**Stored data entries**
=== Section Start ===
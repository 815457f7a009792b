//! Label classifier.
//!
//! Accepts canonical labels, snake/kebab-case spellings and the legacy picker
//! labels (the event form offered "Flea Treatment" while storage used
//! "Flea Preventative").

use crate::model::event_type::MedicalEventType;
use once_cell::sync::Lazy;
use regex::Regex;

static SEPARATOR_RE: Lazy<Regex> =
    Lazy::new(|| Regex::new(r"[\s_\-]+").expect("valid separator regex"));

/// Classifies a stored or display label. Unrecognized input maps to
/// [`MedicalEventType::Other`].
pub fn classify(raw: &str) -> MedicalEventType {
    match normalize_label(raw).as_str() {
        "vaccine" | "vaccination" => MedicalEventType::Vaccine,
        "heartworm treatment" | "heartworm" => MedicalEventType::HeartwormTreatment,
        "flea preventative" | "flea preventive" | "flea treatment" | "flea" => {
            MedicalEventType::FleaPreventative
        }
        "vet visit" | "vet" | "checkup" => MedicalEventType::VetVisit,
        _ => MedicalEventType::Other,
    }
}

/// Classifies a possibly missing label; `None` maps to `Other`.
pub fn classify_optional(raw: Option<&str>) -> MedicalEventType {
    raw.map_or(MedicalEventType::Other, classify)
}

fn normalize_label(raw: &str) -> String {
    SEPARATOR_RE
        .replace_all(raw, " ")
        .trim()
        .to_lowercase()
}
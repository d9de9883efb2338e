//! Domain entities and value types of the product catalog.

pub mod product;
pub mod types;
=== Section End ===
**INSTRUCTIONS TO FOLLOW**
After locating the line holding "the legacy picker" above, output exactly that line and every line after it through the line holding "static SEPARATOR_RE: Lazy<Regex>". Include nothing else.

**SOLUTION TO THIS TASK**
//! Accepts canonical labels, snake/kebab-case spellings and the legacy picker
//! labels (the event form offered "Flea Treatment" while storage used
//! "Flea Preventative").

use crate::model::event_type::MedicalEventType;
use once_cell::sync::Lazy;
use regex::Regex;

static SEPARATOR_RE: Lazy<Regex> =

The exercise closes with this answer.